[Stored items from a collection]
■ ■ ■ ■
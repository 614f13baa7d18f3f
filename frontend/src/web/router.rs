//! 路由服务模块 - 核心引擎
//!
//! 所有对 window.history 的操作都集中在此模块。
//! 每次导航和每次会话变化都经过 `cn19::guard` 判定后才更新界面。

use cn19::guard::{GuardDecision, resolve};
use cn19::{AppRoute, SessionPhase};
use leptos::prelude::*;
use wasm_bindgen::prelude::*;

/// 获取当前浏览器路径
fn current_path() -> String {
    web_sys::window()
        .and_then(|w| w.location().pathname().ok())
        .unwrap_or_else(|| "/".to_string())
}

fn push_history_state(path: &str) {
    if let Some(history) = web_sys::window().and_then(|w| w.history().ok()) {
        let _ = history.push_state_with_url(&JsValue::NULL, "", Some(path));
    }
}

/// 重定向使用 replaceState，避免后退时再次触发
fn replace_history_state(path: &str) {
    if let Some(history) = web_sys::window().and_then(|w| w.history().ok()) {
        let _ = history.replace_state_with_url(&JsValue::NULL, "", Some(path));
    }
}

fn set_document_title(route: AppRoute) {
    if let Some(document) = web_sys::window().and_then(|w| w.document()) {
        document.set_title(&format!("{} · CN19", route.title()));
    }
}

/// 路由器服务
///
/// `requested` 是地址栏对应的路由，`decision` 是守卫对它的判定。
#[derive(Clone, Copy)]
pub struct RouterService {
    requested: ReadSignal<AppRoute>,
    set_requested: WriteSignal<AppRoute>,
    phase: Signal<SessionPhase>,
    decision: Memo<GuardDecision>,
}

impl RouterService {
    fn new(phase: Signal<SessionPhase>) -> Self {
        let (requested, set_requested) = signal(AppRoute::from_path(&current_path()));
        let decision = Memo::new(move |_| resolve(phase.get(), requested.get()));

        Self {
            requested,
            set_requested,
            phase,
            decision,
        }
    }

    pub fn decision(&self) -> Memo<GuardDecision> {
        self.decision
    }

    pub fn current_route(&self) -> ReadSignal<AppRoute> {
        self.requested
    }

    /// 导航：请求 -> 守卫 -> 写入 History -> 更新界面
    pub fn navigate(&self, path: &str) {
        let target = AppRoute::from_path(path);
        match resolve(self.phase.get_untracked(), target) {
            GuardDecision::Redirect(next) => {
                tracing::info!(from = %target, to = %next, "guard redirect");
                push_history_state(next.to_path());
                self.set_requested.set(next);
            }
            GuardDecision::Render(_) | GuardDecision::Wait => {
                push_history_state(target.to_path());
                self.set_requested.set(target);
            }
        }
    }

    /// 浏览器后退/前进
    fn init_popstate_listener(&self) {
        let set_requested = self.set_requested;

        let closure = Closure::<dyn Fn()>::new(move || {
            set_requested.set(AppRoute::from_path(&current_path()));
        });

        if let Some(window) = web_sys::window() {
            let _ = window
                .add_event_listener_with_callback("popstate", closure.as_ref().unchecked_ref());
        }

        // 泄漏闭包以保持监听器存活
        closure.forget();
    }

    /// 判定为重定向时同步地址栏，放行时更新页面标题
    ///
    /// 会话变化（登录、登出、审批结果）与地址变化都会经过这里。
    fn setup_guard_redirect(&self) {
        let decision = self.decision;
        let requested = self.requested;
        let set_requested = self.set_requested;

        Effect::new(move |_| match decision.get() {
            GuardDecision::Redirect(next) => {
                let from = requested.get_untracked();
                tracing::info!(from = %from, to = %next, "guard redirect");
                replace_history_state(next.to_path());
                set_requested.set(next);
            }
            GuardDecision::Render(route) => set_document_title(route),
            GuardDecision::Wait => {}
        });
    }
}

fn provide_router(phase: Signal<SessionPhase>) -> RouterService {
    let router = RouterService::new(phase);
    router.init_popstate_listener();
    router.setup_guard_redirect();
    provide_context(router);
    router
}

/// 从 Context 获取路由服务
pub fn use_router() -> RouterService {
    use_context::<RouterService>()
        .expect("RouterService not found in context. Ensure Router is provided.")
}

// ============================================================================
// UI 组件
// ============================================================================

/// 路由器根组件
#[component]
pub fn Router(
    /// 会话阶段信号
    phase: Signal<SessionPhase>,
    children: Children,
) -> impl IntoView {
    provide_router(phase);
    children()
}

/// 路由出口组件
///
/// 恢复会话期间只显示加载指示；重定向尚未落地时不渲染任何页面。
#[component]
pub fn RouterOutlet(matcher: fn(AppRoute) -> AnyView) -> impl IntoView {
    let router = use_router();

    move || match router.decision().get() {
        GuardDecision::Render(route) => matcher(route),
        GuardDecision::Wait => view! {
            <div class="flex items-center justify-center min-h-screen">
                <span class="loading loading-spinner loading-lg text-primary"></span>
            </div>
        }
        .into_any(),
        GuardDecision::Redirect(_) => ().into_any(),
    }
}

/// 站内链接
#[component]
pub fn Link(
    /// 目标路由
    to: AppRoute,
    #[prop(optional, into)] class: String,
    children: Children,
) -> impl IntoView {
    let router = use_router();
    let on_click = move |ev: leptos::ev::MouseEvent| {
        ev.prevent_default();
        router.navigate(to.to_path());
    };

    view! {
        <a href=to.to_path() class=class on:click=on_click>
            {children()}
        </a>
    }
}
■ ■ ■ ■
Using the data above, state the number of lines that contain the word "impl"; add nothing else.

4